Une matriarche plus plate que moi avec chemise de bûcheron, pantalon de velours, voix de fumeuse et accent du ch’nord, le tout embaumé d’after shave bon marché. Vous pensez que j’exagère ? Je minimise. La seule chose de féminin chez elle, c’est son prénom. D’ailleurs, certains enfants déduisent que c’est une femme grâce à son prénom. D’autres pensent qu’elle est un homme. Le reste alterne entre « il » ou « elle ».

Au début, elle faisait comme si je n’existais pas. Fort bien, ce n’est pas parce que je n’ai aucune ride que je suis bon à rien et que je n’y connais rien aux gamins. Sauf que si en fait. Au final, il me fallait toujours aller la voir pour lui demander conseil. J’essayais un maximum de  ne pas en arriver là en me rapprochant de mes autres collègues mais leur réponse était toujours la même : « Va la voir, elle sait.» Et elle savait.

 

 

 

Malgré mes diverses tentatives pour lui montrer que je m’intéressais à ce que je faisais, que j’aimais cela et que ce n’était pas un vulgaire job alimentaire, elle restait de marbre devant moi et continuait de m’ignorer. Je n’ai pas l’habitude de faire d’efforts pour plaire et je ne cherche pas à plaire à tout prix. Mais là c’était différent. Elle était

en position de force car j’avais besoin d’elle et elle n’avait guère besoin de moi. Et ça,  je supporte pas.

 

 

 

 Heureusement que je suis génial. Les enfants l’adorent parce qu’elle leur dessine plein de  trucs tout mimi qu’ils vont pouvoir colorier. Seulement moi, je sais que les enfants préfèrent Batman et Dora aux nounours qui se font des papouilles. Je me suis donc entraîné à les dessiner. Et figurez-vous que « succès » pourrait être mon quatrième prénom. Vous n’imaginez même pas la jubilation que j’ai ressentie quand un gamin lui a sorti qu’il ne voulait pas de ses « ours tout pourris » mais préférait Batman. Et devinez qui est venu me voir pour apprendre à dessiner notre ami qui fait des galipettes tout vêtu de latex ?

Matt : 1, Lesbienne : 0.

 

 

 

J’avais gagné une bataille mais pas la guerre. Car si elle avait remarqué que j’existais, je m’en suis vite mordu les doigts. Toujours derrière moi, son jeu favori est devenu celui de passer son temps à dire blanc quand je dis noir aux enfants. En gros, saper mon autorité.
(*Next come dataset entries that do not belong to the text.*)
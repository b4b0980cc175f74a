//! Client configuration.
//!
//! Configuration values are provided by the embedding application, not
//! hardcoded in the flows.

/// Configuration for the HTTP API collaborator.
#[derive(Debug, Clone)]
pub struct ClientConfig {
    /// Base URL of the recipe API (e.g. "<https://recipes.example.com>").
    ///
    /// Endpoint paths from [`crate::constants::endpoints`] are appended to
    /// this value as-is, so it should not end with a slash.
    pub base_url: String,
}

impl ClientConfig {
    /// Create a new configuration.
    ///
    /// # Arguments
    ///
    /// * `base_url` - Base URL of the recipe API
    #[must_use]
    pub fn new(base_url: impl Into<String>) -> Self {
        Self {
            base_url: base_url.into(),
        }
    }
}

impl Default for ClientConfig {
    fn default() -> Self {
        Self {
            base_url: "http://localhost:3000".to_string(),
        }
    }
}

#[cfg(test)]
mod tests {
    use super::*;

    #[test]
    fn default_points_at_local_server() {
        let config = ClientConfig::default();
        assert_eq!(config.base_url, "http://localhost:3000");
    }
}
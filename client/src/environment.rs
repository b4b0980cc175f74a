//! Client environment.
//!
//! This module defines the environment type for dependency injection in
//! the client reducers. Everything the flows touch beyond their own state
//! - the HTTP API, the token store, the notifier, the router - is an
//! injected collaborator, never an ambient global.

use crate::providers::{Navigator, Notifier, RecipeApi, TokenStore};

/// Client environment.
///
/// Contains all external collaborators needed by the auth and
/// recipe-listing reducers.
///
/// # Type Parameters
///
/// - `A`: Recipe API collaborator
/// - `T`: Token store
/// - `N`: Notifier
/// - `V`: Navigator
#[derive(Clone)]
pub struct ClientEnvironment<A, T, N, V>
where
    A: RecipeApi + Clone,
    T: TokenStore + Clone,
    N: Notifier + Clone,
    V: Navigator + Clone,
{
    /// Recipe API collaborator.
    pub api: A,

    /// Session token store (written only on successful authentication).
    pub tokens: T,

    /// Transient notice display.
    pub notifier: N,

    /// View-transition requests.
    pub navigator: V,
}

impl<A, T, N, V> ClientEnvironment<A, T, N, V>
where
    A: RecipeApi + Clone,
    T: TokenStore + Clone,
    N: Notifier + Clone,
    V: Navigator + Clone,
{
    /// Create a new client environment.
    #[must_use]
    pub const fn new(api: A, tokens: T, notifier: N, navigator: V) -> Self {
        Self {
            api,
            tokens,
            notifier,
            navigator,
        }
    }
}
Aujourd’hui, j’interdis aux enfants d’aller jouer avec les poussettes qui sont dans le coin de la salle de jeu juste derrière moi parce que je ne pourrais pas les surveiller puisque je suis occupé à confectionner des masques pour Halloween. Elle réagit aussitôt et leur dit qu’ils peuvent y aller. Je la regarde droit dans les yeux, lui fait mon plus grand sourire, je sens les veines de mon cou se contracter. Je m’assois et continue mon atelier de masques tandis que les gamins hurlent dans mon dos.

 

 

 

Quelques minutes plus tard, alors que je me retrouve seul à découper ces foutus masques, les cris cessent. Pour laisser placer à des chuchotements. Je me tourne légèrement pour voir de quoi il en retourne. Ils ont ouverts les pots de pâte à modeler... Ma bouche s’ouvre pour intervenir puis se referme aussitôt. Je retourne à mon découpage, un sourire sur le visage. Dix minutes plus tard, des pleurs. La petite Océane qui a les cheveux blonds d’un ange d’habitude, les a agrémenté de grosses boulettes de pâte à modeler rose. Et il en va de même pour les quatre autres enfants.

 

 

Ma lesbienne débarque alors, accompagné du directeur avec qui elle discutait. Elle tape une gueulante et me regarde. Elle  n’a pas le temps de l’ouvrir que je lui balance calmement : « C’est toi qui les a laissé jouer dans ce coin, je pouvais pas les surveiller ils sont dans mon dos ! » Et au tour d’Hugo qui arbore une magnifique guirlande de pâte à modeler bleue et verte dans ces cheveux d’ajouter : « Oui, c’est toi qui a dit qu’on pouvait ! ». Hugo aura mon dessert en plus du sien demain au déjeuner. Elle est aussi rouge que sa chemise de bûcheron à carreaux. Le directeur, furax, file dans son bureau pour appeler les parents et les interroger sur l’avenir de la chevelure de leurs enfants.

 

 

 

L’irréductible lesbienne inspecte  avec horreur les dégâts capillaires occasionnés. Armé de mon sourire le plus triomphant du monde, je lui tends ma paire de ciseaux…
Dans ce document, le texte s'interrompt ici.